Nurse Teaches Others How to Best Care for Substance Use Patients

February 03, 2021
By: NHRMC
Marion Techentien

One of the first things that Marion Techentien learned when she began her nursing internship in summer 2020 was how to refer to her patients and their conditions.

 

Rather than saying she worked with substance abusers or addicts, she learned to say her patients had substance use disorder: the American Psychological Association’s medical term for addiction as of 2013.

 

Substance use patients “have an actual mental illness,” she said. “It’s a physiological thing going on inside their brains that makes them crave these drugs.”

 

This may seem like a small change. But as Techentien puts it, “changing the terminology changes how people think about the issue.” Techentien used that lesson as a jumping off point for a larger project she completed this summer with NHRMC’s Community Engagement team to fulfill internship hours for her Master's of Science in Nursing: creating educational materials for nurses to help them understand how to better care for their substance use patients.

 

Curriculum of Compassion

Techentien began working with NHRMC’s Community Engagement team in July 2020 to complete internship hours for her MSN in nursing management, which she earned from Regis University in December 2020. Techentien had dealt with pain management in her previous work with orthopedic post-surgical care and took a special interest in substance use patients, said Manager of Community Engagement Sarah Arthur, MSW, LCSW.

 

Before this, “I wasn’t aware of how big the substance use issue was in this area, let alone in the nation,” Techentien said.

 

During her practicum, Techentien worked with the Code Outreach Safety Team (COST) program, which caters to substance use patients who stay in the hospital for six to eight weeks and require antibiotics to treat their illness. She created educational materials for nursing staff working with patients in this program. Her curriculum helps nurses understand major issues that come up in caring for these patients.

 

“It goes over why people have substance use issues, how we can practice therapeutic communication techniques, and how we can create boundaries so we’re not so heavily involved emotionally with the patients,” Techentien said.

 

Techentien also developed education on medication-assisted treatment (MAT), which is an evidence-based intervention for treating opioid use disorder. Hospitals use medications like methadone and buprenorphine (which is what NHRMC uses) to treat patients’ symptoms of withdrawal and cravings and promote long-term recovery.

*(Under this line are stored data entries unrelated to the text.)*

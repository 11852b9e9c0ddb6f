//! Persisted radio presets.
//!
//! A preset is addressed by (band, frequency): creating a second preset
//! on the same station is a `Conflict` regardless of name.

use chrono::{DateTime, Utc};
use sqlx::sqlite::SqlitePool;

use crate::error::{Error, Result};
use crate::source::radio::{Band, format_frequency};

/// A stored preset.
#[derive(Debug, Clone, PartialEq, serde::Serialize)]
pub struct RadioPreset {
    pub id: String,
    pub name: String,
    pub band: Band,
    pub frequency_hz: u64,
    pub created_at: DateTime<Utc>,
}

type Row = (String, String, String, i64, String);

fn preset_from_row(row: Row) -> Result<RadioPreset> {
    let (id, name, band, frequency, created_at) = row;
    Ok(RadioPreset {
        id,
        name,
        band: Band::parse(&band)?,
        frequency_hz: frequency.max(0) as u64,
        created_at: DateTime::parse_from_rfc3339(&created_at)
            .map(|dt| dt.with_timezone(&Utc))
            .unwrap_or_else(|_| Utc::now()),
    })
}

/// Create a preset. The default name is "<band> - <frequency>".
pub async fn create(
    pool: &SqlitePool,
    name: Option<String>,
    band: Band,
    frequency_hz: u64,
) -> Result<RadioPreset> {
    if frequency_hz == 0 {
        return Err(Error::invalid_argument("frequency must be > 0"));
    }

    let preset = RadioPreset {
        id: uuid::Uuid::new_v4().to_string(),
        name: name.filter(|n| !n.trim().is_empty()).unwrap_or_else(|| {
            format!("{} - {}", band.as_str(), format_frequency(frequency_hz, band))
        }),
        band,
        frequency_hz,
        created_at: Utc::now(),
    };

    sqlx::query(
        "INSERT INTO radio_presets (id, name, band, frequency, created_at) VALUES (?, ?, ?, ?, ?)",
    )
    .bind(&preset.id)
    .bind(&preset.name)
    .bind(preset.band.as_str())
    .bind(preset.frequency_hz as i64)
    .bind(preset.created_at.to_rfc3339())
    .execute(pool)
    .await
    .map_err(|e| match Error::from(e) {
        Error::Conflict(_) => Error::conflict(format!(
            "a preset for {} {} already exists",
            band.as_str(),
            format_frequency(frequency_hz, band)
        )),
        other => other,
    })?;

    Ok(preset)
}

/// All presets, ordered by band then frequency.
pub async fn list(pool: &SqlitePool) -> Result<Vec<RadioPreset>> {
    let rows: Vec<Row> = sqlx::query_as(
        "SELECT id, name, band, frequency, created_at FROM radio_presets ORDER BY band, frequency",
    )
    .fetch_all(pool)
    .await
    .map_err(Error::from)?;
    rows.into_iter().map(preset_from_row).collect()
}

/// Delete a preset by id.
pub async fn delete(pool: &SqlitePool, id: &str) -> Result<()> {
    let result = sqlx::query("DELETE FROM radio_presets WHERE id = ?")
        .bind(id)
        .execute(pool)
        .await
        .map_err(Error::from)?;
    if result.rows_affected() == 0 {
        return Err(Error::not_found(format!("preset {id}")));
    }
    Ok(())
}

#[cfg(test)]
mod tests {
    use super::*;
    use crate::error::ErrorKind;
    use crate::test_utils::temp_db;

    #[tokio::test]
    async fn test_create_conflict_delete_create() {
        let (pool, _dir) = temp_db().await;

        let first = create(&pool, None, Band::Fm, 101_500_000).await.unwrap();
        assert_eq!(first.name, "FM - 101.5 MHz");

        // Same (band, frequency): conflict, regardless of name
        let err = create(&pool, Some("Duplicate".to_string()), Band::Fm, 101_500_000)
            .await
            .unwrap_err();
        assert_eq!(err.kind(), ErrorKind::Conflict);

        // Same frequency on another band is a different station
        create(&pool, None, Band::Vhf, 101_500_000).await.unwrap();

        delete(&pool, &first.id).await.unwrap();
        create(&pool, None, Band::Fm, 101_500_000).await.unwrap();
    }

    #[tokio::test]
    async fn test_zero_frequency_rejected() {
        let (pool, _dir) = temp_db().await;
        let err = create(&pool, None, Band::Am, 0).await.unwrap_err();
        assert_eq!(err.kind(), ErrorKind::InvalidArgument);
    }

    #[tokio::test]
    async fn test_list_round_trips() {
        let (pool, _dir) = temp_db().await;
        create(&pool, Some("Jazz FM".to_string()), Band::Fm, 89_100_000)
            .await
            .unwrap();
        create(&pool, None, Band::Am, 1_000_000).await.unwrap();

        let presets = list(&pool).await.unwrap();
        assert_eq!(presets.len(), 2);
        assert_eq!(presets[0].band, Band::Am);
        assert_eq!(presets[1].name, "Jazz FM");
        assert_eq!(presets[1].frequency_hz, 89_100_000);
    }

    #[tokio::test]
    async fn test_delete_missing_is_not_found() {
        let (pool, _dir) = temp_db().await;
        let err = delete(&pool, "nope").await.unwrap_err();
        assert_eq!(err.kind(), ErrorKind::NotFound);
    }
}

“We’re giving them a different type of medication that is safe and does not have as high of a potential for abuse,” she said. “Our end goal is to get patients off of this medication, too.”

 

Techentien hopes the materials help both substance use patients and nurses have a better experience when they interact.

 

“Nobody wants to be a drug user. But this is the position they’re in, and they’re stuck,” she said. “Family history, alcoholism, trauma -- almost every person with a substance use issue has a story. These people are human, too, and they need help."